TASK TO CARRY OUT:
One number is the whole answer: the tally of lines in the records that include the word "filter".

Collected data
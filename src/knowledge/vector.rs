//! Vector Store - 벡터 검색 트레이트 및 유틸리티
//!
//! 백엔드 구현:
//! - `MemoryVectorStore`: 프로세스 내 인덱스 (전수 코사인 검색)
//! - `LanceVectorStore`: LanceDB (로컬 영속)
//! - `PgVectorStore`: PostgreSQL + pgvector

use anyhow::{Context, Result};
use async_trait::async_trait;

use super::filter::Filter;
use crate::documents::Document;
use crate::embedding::EmbeddingProvider;

/// 임베딩 배치 크기 (batchEmbedContents 요청 당 최대 100개)
const EMBED_BATCH_SIZE: usize = 100;

// ============================================================================
// Types
// ============================================================================

/// 벡터 엔트리 (저장용)
#[derive(Debug, Clone)]
pub struct VectorEntry {
    /// 원본 문서
    pub document: Document,
    /// 임베딩 벡터
    pub embedding: Vec<f32>,
}

/// 검색 결과
#[derive(Debug, Clone)]
pub struct SearchResult {
    /// 문서
    pub document: Document,
    /// 유사도 스코어 (높을수록 유사)
    pub similarity: f32,
}

// ============================================================================
// VectorStore Trait
// ============================================================================

/// VectorStore 트레이트 (async)
///
/// 벡터 저장소의 공통 인터페이스입니다.
#[async_trait]
pub trait VectorStore: Send + Sync {
    /// 컬렉션 삭제 후 재생성 (전체 재빌드용)
    async fn recreate(&self) -> Result<()>;

    /// 벡터 배치 삽입
    async fn insert_batch(&self, entries: &[VectorEntry]) -> Result<usize>;

    /// 벡터 검색 (필터가 있으면 매칭되는 문서만)
    async fn search(
        &self,
        query_embedding: &[f32],
        limit: usize,
        filter: Option<&Filter>,
    ) -> Result<Vec<SearchResult>>;

    /// 벡터 개수 조회
    async fn count(&self) -> Result<usize>;

    /// 백엔드 이름
    fn name(&self) -> &str;
}

// ============================================================================
// Indexing
// ============================================================================

/// 문서를 임베딩하여 저장소에 적재
///
/// # Arguments
/// * `recreate` - true면 기존 컬렉션을 지우고 새로 만듦
///
/// # Returns
/// 저장된 벡터 수
pub async fn index_documents(
    store: &dyn VectorStore,
    embedder: &dyn EmbeddingProvider,
    documents: &[Document],
    recreate: bool,
) -> Result<usize> {
    if recreate {
        store
            .recreate()
            .await
            .with_context(|| format!("Failed to recreate {} collection", store.name()))?;
    }

    let mut inserted = 0;

    for batch in documents.chunks(EMBED_BATCH_SIZE) {
        let texts: Vec<String> = batch.iter().map(|d| d.text.clone()).collect();
        let embeddings = embedder
            .embed_batch(&texts)
            .await
            .context("Failed to embed documents")?;

        if embeddings.len() != batch.len() {
            anyhow::bail!(
                "Embedding count mismatch: {} documents, {} vectors",
                batch.len(),
                embeddings.len()
            );
        }

        let entries: Vec<VectorEntry> = batch
            .iter()
            .cloned()
            .zip(embeddings)
            .map(|(document, embedding)| VectorEntry { document, embedding })
            .collect();

        inserted += store
            .insert_batch(&entries)
            .await
            .context("Failed to insert vectors")?;

        tracing::debug!("Indexed {}/{} documents", inserted, documents.len());
    }

    tracing::info!("Indexed {} documents into {}", inserted, store.name());
    Ok(inserted)
}

// ============================================================================
// Utility Functions
// ============================================================================

/// 코사인 유사도 계산
///
/// 두 벡터 간의 코사인 유사도를 계산합니다.
/// 결과는 -1.0 ~ 1.0 범위입니다.
pub fn cosine_similarity(a: &[f32], b: &[f32]) -> f32 {
    if a.len() != b.len() || a.is_empty() {
        return 0.0;
    }

    let dot_product: f32 = a.iter().zip(b.iter()).map(|(x, y)| x * y).sum();
    let norm_a: f32 = a.iter().map(|x| x * x).sum::<f32>().sqrt();
    let norm_b: f32 = b.iter().map(|x| x * x).sum::<f32>().sqrt();

    if norm_a == 0.0 || norm_b == 0.0 {
        return 0.0;
    }

    dot_product / (norm_a * norm_b)
}

// ============================================================================
// Tests
// ============================================================================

SOLUTION FOR THIS PROBLEM:
2